I have a five ton trailer with a hydraulic dump that I pull behind a dodge pickup truck. It's a very useful combination. Sometimes, depending on how far I have to drive, I only fill them once in one day. However, neither my truck nor my trailer use any gas. How can that be? While my truck can be 'filled' with rocks, it does need to be filled with diesel too sometimes. My trailer only needs to be filled with rocks.

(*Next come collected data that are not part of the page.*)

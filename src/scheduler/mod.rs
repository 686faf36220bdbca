//! Tick scheduling: compute passes and the apply phase.
//!
//! A tick has two halves:
//! - compute: every session places its followers against a frozen world
//!   snapshot (inline, on a worker thread, or fanned out with rayon)
//! - apply: on the host's thread, moves are written back and structural
//!   changes made during compute are flushed
//!
//! [`FollowScheduler`] drives both halves on a fixed interval.

pub mod driver;
pub mod tick;
pub mod worker;

pub use driver::FollowScheduler;
pub use tick::{compute_tick, filter_position, ComputeJob, TickReport, TickSummary};
pub use worker::ComputeWorker;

It's not as easy as filling up a truck with gas or diesel, but after I've filled my trailer (with rocks, by hand) it gets tremendous fuel economy. The truck pulls it using very little extra fossil fuel too. What's more, unlike the material in my truck, the rocks don't have to be lifted off one-by-one from my trailer. They have a kind of vicarious latent potential energy. They can just be dumped using no human energy whatsoever and very little 'fuel energy' except 20 seconds of battery power.

I can deliver enough rocks in one dump load to keep busy building dry stone walls for nearly a day. When I return at the end of the day and the trailer is empty, I don't shake my head and get annoyed that it's 'empty' again. I think to myself 'good there's room for a lot more useful fossil rock material tomorrow'. The important thing is to keep filling the trailer.